Cela fait bien trente ans que Marie Lebey égrène ses papillons multicolores dans le petit monde des Lettres parisien. Dernier manège romanesque en date, ses Marquises retracent sur le vif la fin sépulcrale, dans ces îles bienheureuses du Pacifique sud, de deux chercheurs d’absolu qui, las de l’Europe aux anciens parapets, prirent rendez-vous avec la mort à Hiva Oa : Paul Gauguin à l’aube du vingtième siècle et Jacques Brel soixante-quinze ans plus tard. Cet ultime chapitre insulaire est entré dans la légende de leurs vies tourmentées. Mais parmi nos contemporains prompts à juger des artistes à l’aune de leur existence, un revers de la légende s’est peu à peu fait jour avec l’entrée en lice de MeToo. Un tribunal de l’opinion a fini par s’agréger ; et les femmes, vues et souvent instrumentalisées sans vergogne par les artistes occidentaux, sont devenues un sujet hautement polémique. Muses ou servantes ? Reines ou esclaves ? Face, ici, à un récit factuel non dénué d’empathie mais qui donne à voir, en creux, le rapport de ces deux monstres sacrés aux femmes qu’ils ont peintes ou chantées, la foudre pourrait bien s’abattre sur notre autrice, comme à chaque fois qu’il est question – films, livres, expositions – de ces deux réprouvés.

Commençons par Brel, l’auteur de l’inoubliable « Ne me quitte pas ». Celui qui fut continûment entouré de femmes jusqu’à sa mort aux îles Marquises a dit un jour d’elles : « Toutes les femmes du monde ont envie qu’on leur ponde un œuf. » Il ajoutait : « J’aime trop l’amour pour beaucoup aimer les femmes. » Une bévue sans appel. Picasso, ce Minotaure qui tortura à plaisir, toile après toile, le visage de Dora Maar avant-guerre, puis lui fit subir des électrochocs sous l’Occupation, disait élégamment : « Il y a deux types de femmes : les déesses et les paillassons. » Quant à Baudelaire, qui révérait sa mère, il écrivit dans Mon cœur mis à nu : « La femme est le contraire du Dandy. Donc elle doit faire horreur. »
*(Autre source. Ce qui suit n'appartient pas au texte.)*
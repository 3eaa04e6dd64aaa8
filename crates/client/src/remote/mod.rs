//! Remote answer service client.
//!
//! Provides the HTTP boundary to the answer-lookup service, plus the
//! `AnswerService` trait so a request-intercepting mock backend can stand
//! in for the real service during development.
//!
//! ### Wire contract
//!
//! - `POST {base}/spotlight?q=<query>` → `{"query": ..., "snippet_ids": [...]}`
//! - `POST {base}/sync` (no body) → `{}` on success
//! - `GET {base}/health` → `{"status": "OK"}`
//!
//! Any non-2xx reply surfaces as `AnswerError::HttpStatus`; an error body
//! is never turned into an answer record.

pub mod error;

pub use error::AnswerError;

use async_trait::async_trait;
use reqwest::header;
use serde::{Deserialize, Serialize};
use spotlight_core::{AppConfig, CachedAnswer};
use std::sync::Arc;
use std::time::Duration;
use url::Url;

/// Route for answer lookups.
const QUERY_ENDPOINT: &str = "spotlight";

/// Route for the cache invalidation acknowledgement.
const SYNC_ENDPOINT: &str = "sync";

/// Route for the service liveness probe.
const HEALTH_ENDPOINT: &str = "health";

/// Default base URL for the answer service.
const DEFAULT_BASE_URL: &str = "http://localhost:8000";

/// Default request timeout.
const DEFAULT_TIMEOUT: Duration = Duration::from_secs(10);

/// Default user agent.
const DEFAULT_USER_AGENT: &str = "spotlight/0.1";

/// Query length bounds enforced before anything goes on the wire.
/// The service rejects single-character terms; the upper cap keeps the
/// query usable as a URL parameter.
const MIN_QUERY_CHARS: usize = 2;
const MAX_QUERY_CHARS: usize = 400;

/// Answer service client configuration.
#[derive(Debug, Clone)]
pub struct AnswerConfig {
    /// Base URL (default: http://localhost:8000).
    pub base_url: String,
    /// Request timeout (default: 10s).
    pub timeout: Duration,
    /// User-agent string (default: spotlight/0.x).
    pub user_agent: String,
}

impl Default for AnswerConfig {
    fn default() -> Self {
        Self {
            base_url: DEFAULT_BASE_URL.to_string(),
            timeout: DEFAULT_TIMEOUT,
            user_agent: DEFAULT_USER_AGENT.to_string(),
        }
    }
}

impl AnswerConfig {
    /// Derive client configuration from the loaded application config.
    pub fn from_app_config(config: &AppConfig) -> Self {
        Self {
            base_url: config.backend_url.clone(),
            timeout: config.timeout(),
            user_agent: config.user_agent.clone(),
        }
    }
}

/// Service liveness report from the health endpoint.
#[derive(Debug, Clone, Serialize, Deserialize)]
pub struct HealthStatus {
    pub status: String,
    #[serde(default)]
    pub details: Option<String>,
}

/// Remote answer service boundary.
///
/// Implemented by [`AnswerClient`] for the real HTTP service and by the
/// mock backend for local development, both conforming to the same wire
/// contract.
#[async_trait]
pub trait AnswerService: Send + Sync {
    /// Look up the answer for a sanitized query.
    async fn fetch_answer(&self, query: &str) -> Result<CachedAnswer, AnswerError>;

    /// Tell the service the local cache was invalidated.
    async fn notify_sync(&self) -> Result<(), AnswerError>;

    /// Probe service liveness.
    async fn health(&self) -> Result<HealthStatus, AnswerError>;
}

/// HTTP client for the answer service.
#[derive(Debug, Clone)]
pub struct AnswerClient {
    http: reqwest::Client,
    base_url: Url,
    user_agent: String,
}

impl AnswerClient {
    /// Create a new client with the given configuration.
    pub fn new(config: AnswerConfig) -> Result<Self, AnswerError> {
        let base_url = Url::parse(&config.base_url).map_err(|e| AnswerError::InvalidBaseUrl(e.to_string()))?;

        let http = reqwest::Client::builder()
            .timeout(config.timeout)
            .build()
            .map_err(|e| AnswerError::Network(Arc::new(e)))?;

        Ok(Self { http, base_url, user_agent: config.user_agent })
    }

    fn endpoint(&self, route: &str) -> Result<Url, AnswerError> {
        self.base_url.join(route).map_err(|e| AnswerError::InvalidBaseUrl(e.to_string()))
    }

    fn validate_query(query: &str) -> Result<(), AnswerError> {
        if query.len() < MIN_QUERY_CHARS {
            return Err(AnswerError::InvalidQuery(format!(
                "query too short: {} chars (min {MIN_QUERY_CHARS})",
                query.len()
            )));
        }
        if query.len() > MAX_QUERY_CHARS {
            return Err(AnswerError::InvalidQuery(format!(
                "query too long: {} chars (max {MAX_QUERY_CHARS})",
                query.len()
            )));
        }
        Ok(())
    }
}

#[async_trait]
impl AnswerService for AnswerClient {
    /// Execute an answer lookup.
    ///
    /// The query travels as the `q` URL parameter; the JSON body of a 2xx
    /// reply deserializes into the answer record.
    async fn fetch_answer(&self, query: &str) -> Result<CachedAnswer, AnswerError> {
        Self::validate_query(query)?;

        let mut url = self.endpoint(QUERY_ENDPOINT)?;
        url.query_pairs_mut().append_pair("q", query);

        tracing::debug!(query, "sending answer lookup");

        let response = self
            .http
            .post(url)
            .header(header::ACCEPT, "application/json")
            .header(header::USER_AGENT, &self.user_agent)
            .send()
            .await?;

        let status = response.status();
        tracing::debug!("answer service response status: {}", status);

        if !status.is_success() {
            return Err(AnswerError::HttpStatus { status: status.as_u16() });
        }

        let bytes = response.bytes().await?;
        let answer: CachedAnswer =
            serde_json::from_slice(&bytes).map_err(|e| AnswerError::Parse(e.to_string()))?;

        tracing::debug!(query = answer.query(), snippets = answer.snippet_ids().len(), "answer received");

        Ok(answer)
    }

    /// Acknowledge a local cache invalidation with the service.
    async fn notify_sync(&self) -> Result<(), AnswerError> {
        let url = self.endpoint(SYNC_ENDPOINT)?;

        tracing::debug!("notifying sync endpoint");

        let response = self
            .http
            .post(url)
            .header(header::USER_AGENT, &self.user_agent)
            .send()
            .await?;

        let status = response.status();
        if !status.is_success() {
            return Err(AnswerError::HttpStatus { status: status.as_u16() });
        }

        Ok(())
    }

    async fn health(&self) -> Result<HealthStatus, AnswerError> {
        let url = self.endpoint(HEALTH_ENDPOINT)?;

        let response = self
            .http
            .get(url)
            .header(header::ACCEPT, "application/json")
            .header(header::USER_AGENT, &self.user_agent)
            .send()
            .await?;

        let status = response.status();
        if !status.is_success() {
            return Err(AnswerError::HttpStatus { status: status.as_u16() });
        }

        let bytes = response.bytes().await?;
        serde_json::from_slice(&bytes).map_err(|e| AnswerError::Parse(e.to_string()))
    }
}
Concernant l’autre moitié du monde, que Freud lui-même, en bonne misogynie, qualifiait de « continent noir », le renversement en cours est de taille et va parfois jusqu’à l’outrance. Ainsi, pour rester dans le domaine de l’art, une pétition qui en novembre 2017, recueillit 17 000 signatures, sommait le MOMA de New York de retirer des cimaises Thérèse rêvant, une jeune fille nubile peinte en 1938 et dont l’entrejambe laisse voir quelques centimètres de culotte blanche, ce qui valut à Balthus de passer pour pédophile. Le MOMA ne plia pas mais se fendit tout de même d’un cartel explicatif.
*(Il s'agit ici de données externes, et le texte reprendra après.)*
//! Unified error types for the spotlight cache layer.

use tokio_rusqlite::rusqlite;

/// Unified error types for the local answer cache.
#[derive(Debug, thiserror::Error)]
pub enum Error {
    /// Database operation failed.
    #[error("CACHE_ERROR: {0}")]
    Database(tokio_rusqlite::Error),

    /// Migration failed to apply.
    #[error("CACHE_ERROR: migration failed: {0}")]
    MigrationFailed(String),

    /// A cached row could not be encoded or decoded.
    #[error("CACHE_ERROR: bad row payload: {0}")]
    Payload(#[from] serde_json::Error),
}

impl From<tokio_rusqlite::Error<Error>> for Error {
    fn from(err: tokio_rusqlite::Error<Error>) -> Self {
        match err {
            tokio_rusqlite::Error::Error(e) => e,
            tokio_rusqlite::Error::ConnectionClosed => Error::Database(tokio_rusqlite::Error::ConnectionClosed),
            tokio_rusqlite::Error::Close(c) => Error::Database(tokio_rusqlite::Error::Close(c)),
            _ => Error::Database(tokio_rusqlite::Error::ConnectionClosed),
        }
    }
}

impl From<tokio_rusqlite::Error<rusqlite::Error>> for Error {
    fn from(err: tokio_rusqlite::Error<rusqlite::Error>) -> Self {
        Error::Database(err)
    }
}

impl From<rusqlite::Error> for Error {
    fn from(err: rusqlite::Error) -> Self {
        Error::Database(tokio_rusqlite::Error::Error(err))
    }
}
Venons-en à Gauguin en Polynésie, vu par Marie Lebey et feu Françoise Cachin, directrice du musée d’Orsay, commissaire de l’exposition Gauguin au Grand Palais en 1989 et autrice d’une monographie magistrale.

Les charges qui pèsent sur lui, à Tahiti et aux Marquises, sont depuis longtemps connues. Ce sont les mêmes arguments qui (proférés à mi-voix par les quelques rares amis, dont Victor Ségalen, venus à Hiva Oa au lendemain de sa mort) entretenaient sa légende de peintre maudit, martyr de l’art, rebelle à la civilisation qui se retournent contre lui un siècle plus tard. Amateur invétéré de jeunes vahinés, la fleur d’hibiscus à l’oreille, il leur transmit la syphilis qui le minait depuis longtemps. Bourru, colérique, alcoolique, piètre bon sauvage dans une nature paradisiaque parfaitement étouffante, il n’en commit pas moins des chefs-d’œuvre absolus, immortalisant les femmes maories, leur mystère ancien, leur beauté tranquille. L’homme se montrait sous un jour pitoyable ; l’artiste en lui, déjouant ses tares intimes, ajoutait sans compter sa poésie humaine au chant du monde.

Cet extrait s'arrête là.